Si tout indiquait que le gouvernement Harper se préparait à dire non à Bombardier, la décision finale n'avait pas été prise. S'il avait été réélu, le gouvernement Harper aurait vu le gouvernement Couillard investir 1 milliard US (environ 1,3 milliard CAN) dans la société en commandite de la C Series de Bombardier. Les conservateurs enclins à aider modestement Bombardier auraient alors eu de nouveaux arguments à faire valoir au gouvernement.

Mais les conservateurs ont été défaits aux dernières élections, et ce sont les libéraux de Justin Trudeau qui devront trancher dans ce dossier.
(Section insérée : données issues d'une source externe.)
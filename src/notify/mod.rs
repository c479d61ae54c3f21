//! Delivery of reports to the operator.
//!
//! Delivery failures never interrupt a backup: [deliver] logs them and returns.

pub mod telegram;

use std::io;
use std::path::Path;

use derive_more::{Display, Error, From};

pub use telegram::Telegram;

/// Channel reports are sent to.
pub trait Notifier {
    /// Send `message` and, if given, the file at `attachment`.
    fn send(&self, message: &str, attachment: Option<&Path>) -> Result<(), NotifyError>;
}

#[derive(Debug, Display, Error, From)]
/// Errors on delivering a notification.
pub enum NotifyError {
    /// The request didn't reach the API or the response was unreadable.
    #[display("Request failed: {_0}")]
    #[from]
    Http(reqwest::Error),
    /// The API rejected the request.
    #[display("{method} rejected: {description}")]
    Api {
        method: &'static str,
        description: String,
    },
    /// The attachment can't be read.
    #[display("Reading attachment failed: {_0}")]
    #[from]
    Attachment(io::Error),
}

/// Send a report, logging instead of returning a failure.
pub fn deliver<N: Notifier + ?Sized>(notifier: &N, message: &str, attachment: Option<&Path>) {
    if let Err(e) = notifier.send(message, attachment) {
        log::error!(target: "notify", "Sending notification failed: {e}");
    }
}

/// Writes reports to the log. Used when no notification channel is configured.
#[derive(Debug, Clone, Copy, Default)]
pub struct LogNotifier;

impl Notifier for LogNotifier {
    fn send(&self, message: &str, attachment: Option<&Path>) -> Result<(), NotifyError> {
        for line in message.lines() {
            log::info!(target: "notify", "{line}");
        }
        if let Some(attachment) = attachment {
            log::info!(target: "notify", "Attachment: {}", attachment.display());
        }
        Ok(())
    }
}

impl<N: Notifier + ?Sized> Notifier for Box<N> {
    fn send(&self, message: &str, attachment: Option<&Path>) -> Result<(), NotifyError> {
        (**self).send(message, attachment)
    }
}

#[cfg(test)]
mod tests {
    use std::cell::Cell;

    use super::*;

    struct Unreachable {
        attempts: Cell<usize>,
    }

    impl Notifier for Unreachable {
        fn send(&self, _message: &str, _attachment: Option<&Path>) -> Result<(), NotifyError> {
            self.attempts.set(self.attempts.get() + 1);
            Err(NotifyError::Api {
                method: "sendMessage",
                description: "Bad Gateway".into(),
            })
        }
    }

    #[test]
    fn deliver_swallows_errors() {
        let notifier = Unreachable {
            attempts: Cell::new(0),
        };
        deliver(&notifier, "hello", None);
        assert_eq!(notifier.attempts.get(), 1);
    }

    #[test]
    fn log_notifier_always_succeeds() {
        assert!(LogNotifier.send("line 1\nline 2", Some(Path::new("/tmp/x"))).is_ok());
    }

    #[test]
    fn boxed_notifier_forwards() {
        let boxed: Box<dyn Notifier> = Box::new(LogNotifier);
        assert!(boxed.send("boxed", None).is_ok());
    }
}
Formant maintenant l'opposition officielle à la Chambre des communes, les conservateurs sont aujourd'hui d'avis que le gouvernement fédéral ne doit pas investir davantage d'argent dans Bombardier. « Nous sommes contre les subventions aux entreprises », a dit le député conservateur Maxime Bernier, porte-parole en matière d'industrie, à La Presse.

« C'est de l'argent que l'on prend en taxant les autres entreprises, mais elles n'en bénéficient pas. Il faut arrêter de subventionner les entreprises et viser à baisser les impôts de toutes les entreprises », affirme Maxime Bernier, qui avait aussi exprimé en novembre dernier sur son blogue son opposition à une nouvelle aide fédérale à Bombardier. 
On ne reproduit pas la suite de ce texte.